Every year 58,000 children are sent for custody or unprotected visitation with dangerous abusers. In the last ten years, over 750 of these children were murdered, mostly by abusive fathers the courts believed were safe. New research confirms the courts are getting 55% of custody cases wrong when mothers report domestic violence; 79% wrong when mothers report child sexual abuse and 62% wrong for all abuse cases. Few court professionals are aware of these shocking statistics so there is no effort to reform the broken system.

Most custody cases are settled more or less amicably. The problem is the 3.8% of cases that require trial and often much more. These are domestic violence cases in which the most dangerous abusers seek to manipulate courts to regain what they believe is their right to control their victims. Overwhelmingly, the abusers are successful. These are the cases where mothers and children are murdered and more often children’s lives are ruined by court-mandated exposure to more abuse. These cases are often the last chance to save children, but courts continue to use the same “high conflict” approach they use for safe parents.

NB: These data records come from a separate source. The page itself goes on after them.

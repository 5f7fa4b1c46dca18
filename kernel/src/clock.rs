use time::OffsetDateTime;

/// Source of "now" for overdue computation and close timestamps.
///
/// Engines never read the wall clock directly. Production wires a system
/// clock in the driver; tests construct modules with [`FixedTimeProvider`].
pub trait TimeProvider: 'static + Sync + Send {
    fn now(&self) -> OffsetDateTime;
}

pub trait DependOnTimeProvider: 'static + Sync + Send {
    type TimeProvider: TimeProvider;
    fn time_provider(&self) -> &Self::TimeProvider;
}

/// Always answers with the instant it was constructed with.
#[derive(Debug, Clone, PartialEq, Eq)]
pub struct FixedTimeProvider(OffsetDateTime);

impl FixedTimeProvider {
    pub fn new(time: impl Into<OffsetDateTime>) -> Self {
        Self(time.into())
    }
}

impl TimeProvider for FixedTimeProvider {
    fn now(&self) -> OffsetDateTime {
        self.0
    }
}
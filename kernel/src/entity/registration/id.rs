use serde::{Deserialize, Serialize};
use vodca::{AsRefln, Fromln};

#[derive(Debug, Clone, Hash, Eq, PartialEq, Serialize, Deserialize, Fromln, AsRefln)]
pub struct RegistrationId(i64);

impl RegistrationId {
    pub fn new(id: impl Into<i64>) -> Self {
        Self(id.into())
    }
}
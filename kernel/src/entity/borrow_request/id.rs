use serde::{Deserialize, Serialize};
use vodca::{AsRefln, Fromln};

#[derive(Debug, Clone, Hash, Eq, PartialEq, Serialize, Deserialize, Fromln, AsRefln)]
pub struct BorrowRequestId(i64);

impl BorrowRequestId {
    pub fn new(id: impl Into<i64>) -> Self {
        Self(id.into())
    }
}
mod request;
mod response;

use crate::controller::Controller;
use crate::error::ErrorStatus;
use crate::handler::AppModule;
use crate::route::account::request::{CreateAccountRequest, Transformer};
use crate::route::account::response::{AccountResponse, Presenter};
use application::service::{CreateAccountService, GetAccountService};
use axum::extract::{Path, State};
use axum::http::StatusCode;
use axum::response::IntoResponse;
use axum::routing::{get, post};
use axum::{Json, Router};

pub trait AccountRouter {
    fn route_account(self) -> Self;
}

impl AccountRouter for Router<AppModule> {
    fn route_account(self) -> Self {
        self.route(
            "/accounts",
            post(
                |State(module): State<AppModule>,
                 Json(req): Json<CreateAccountRequest>| async move {
                    Controller::new(Transformer, Presenter)
                        .intake(req)
                        .handle(|dto| async move { module.pgpool().create_account(dto).await })
                        .await
                        .map_err(ErrorStatus::from)
                },
            ),
        )
        .route(
            "/accounts/:id",
            get(|State(module): State<AppModule>, Path(id): Path<i64>| async move {
                Controller::new(Transformer, Presenter)
                    .intake(id)
                    .handle(|dto| async move { module.pgpool().get_account(dto).await })
                    .await
                    .map_err(ErrorStatus::from)
                    .map(|res| {
                        res.map(AccountResponse::into_response)
                            .unwrap_or_else(|| StatusCode::NOT_FOUND.into_response())
                    })
            }),
        )
    }
}
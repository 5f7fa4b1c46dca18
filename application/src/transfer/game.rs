use kernel::prelude::entity::{DestructGame, Game};

#[derive(Debug, Clone)]
pub struct GameDto {
    pub id: i64,
    pub title: String,
    pub owner_id: i64,
}

impl From<Game> for GameDto {
    fn from(value: Game) -> Self {
        let DestructGame {
            id,
            title,
            owner_id,
        } = value.into_destruct();
        Self {
            id: id.into(),
            title: title.into(),
            owner_id: owner_id.into(),
        }
    }
}

pub struct CreateGameDto {
    pub title: String,
    pub owner_id: i64,
}

pub struct GetGameDto {
    pub id: i64,
}

pub struct GetGamesByOwnerDto {
    pub owner_id: i64,
}
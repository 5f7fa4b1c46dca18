mod id;
mod name;
mod role;

pub use self::{id::*, name::*, role::*};
use destructure::Destructure;
use serde::{Deserialize, Serialize};
use vodca::References;

#[derive(Debug, Clone, Eq, PartialEq, Serialize, Deserialize, Destructure, References)]
pub struct Account {
    id: AccountId,
    name: AccountName,
    role: AccountRole,
}

impl Account {
    pub fn new(id: AccountId, name: AccountName, role: AccountRole) -> Self {
        Self { id, name, role }
    }
}

#[derive(Debug, Clone, Eq, PartialEq, Destructure, References)]
pub struct AccountDraft {
    name: AccountName,
    role: AccountRole,
}

impl AccountDraft {
    pub fn new(name: AccountName, role: AccountRole) -> Self {
        Self { name, role }
    }
}
use error_stack::Report;
use serde::{Deserialize, Serialize};
use time::OffsetDateTime;
use vodca::References;

use crate::KernelError;

/// The interval a game is expected to be away. Invariant: `start <= end`.
#[derive(Debug, Clone, PartialEq, Eq, Hash, References, Serialize, Deserialize)]
pub struct LoanPeriod {
    start: OffsetDateTime,
    end: OffsetDateTime,
}

impl LoanPeriod {
    pub fn new(
        start: impl Into<OffsetDateTime>,
        end: impl Into<OffsetDateTime>,
    ) -> error_stack::Result<Self, KernelError> {
        let (start, end) = (start.into(), end.into());
        if end < start {
            return Err(Report::new(KernelError::Validation)
                .attach_printable(format!("loan ends ({end}) before it starts ({start})")));
        }
        Ok(Self { start, end })
    }

    pub fn ends_before(&self, at: &OffsetDateTime) -> bool {
        self.end < *at
    }
}

#[cfg(test)]
mod test {
    use time::macros::datetime;

    use super::*;

    #[test]
    fn rejects_inverted_period() {
        let inverted = LoanPeriod::new(
            datetime!(2024-01-07 00:00 UTC),
            datetime!(2024-01-01 00:00 UTC),
        )
        .expect_err("must not validate");
        assert!(matches!(inverted.current_context(), KernelError::Validation));
    }

    #[test]
    fn single_day_period_is_valid() {
        let day = datetime!(2024-01-01 00:00 UTC);
        assert!(LoanPeriod::new(day, day).is_ok());
    }

    #[test]
    fn ends_before_is_exclusive_at_the_boundary() {
        let period = LoanPeriod::new(
            datetime!(2024-01-01 00:00 UTC),
            datetime!(2024-01-07 00:00 UTC),
        )
        .unwrap();
        assert!(!period.ends_before(&datetime!(2024-01-07 00:00 UTC)));
        assert!(period.ends_before(&datetime!(2024-01-07 00:00:01 UTC)));
    }
}
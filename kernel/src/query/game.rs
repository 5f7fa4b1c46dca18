use crate::database::Transaction;
use crate::entity::{AccountId, Game, GameId};
use crate::KernelError;

#[async_trait::async_trait]
pub trait GameQuery<Connection: Transaction>: Sync + Send + 'static {
    async fn find_by_id(
        &self,
        con: &mut Connection,
        id: &GameId,
    ) -> error_stack::Result<Option<Game>, KernelError>;

    async fn find_by_owner(
        &self,
        con: &mut Connection,
        owner_id: &AccountId,
    ) -> error_stack::Result<Vec<Game>, KernelError>;
}

pub trait DependOnGameQuery<Connection: Transaction>: Sync + Send + 'static {
    type GameQuery: GameQuery<Connection>;
    fn game_query(&self) -> &Self::GameQuery;
}
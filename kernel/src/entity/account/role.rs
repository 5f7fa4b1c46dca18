use std::str::FromStr;

use error_stack::Report;
use serde::{Deserialize, Serialize};

use crate::KernelError;

/// Capability flag on an account. A single entity carries it; there is no
/// owner subtype.
#[derive(Debug, Clone, Copy, PartialEq, Eq, Hash, Serialize, Deserialize)]
#[serde(rename_all = "SCREAMING_SNAKE_CASE")]
pub enum AccountRole {
    User,
    GameOwner,
}

impl AccountRole {
    pub fn as_str(&self) -> &'static str {
        match self {
            AccountRole::User => "USER",
            AccountRole::GameOwner => "GAME_OWNER",
        }
    }
}

impl FromStr for AccountRole {
    type Err = Report<KernelError>;

    fn from_str(s: &str) -> Result<Self, Self::Err> {
        match s {
            "USER" => Ok(AccountRole::User),
            "GAME_OWNER" => Ok(AccountRole::GameOwner),
            other => Err(Report::new(KernelError::Dependency)
                .attach_printable(format!("unrecognized account role: {other}"))),
        }
    }
}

The Saunders Study found there is now a substantial body of specialized domestic violence knowledge that could help courts recognize and respond to abuse cases. The courts rarely bother to consider this research. Even the most gut-wrenching child murders facilitated by the courts’ flawed practices do not lead to reforms. Repeatedly the court system responds to these preventable tragedies by defensively rushing to defend the judge.  The mistakes that led to the tragedy are ignored or perhaps not even understood. The Bartlow Study found judges in communities that suffered a child murder dismissed the tragedy as an exception.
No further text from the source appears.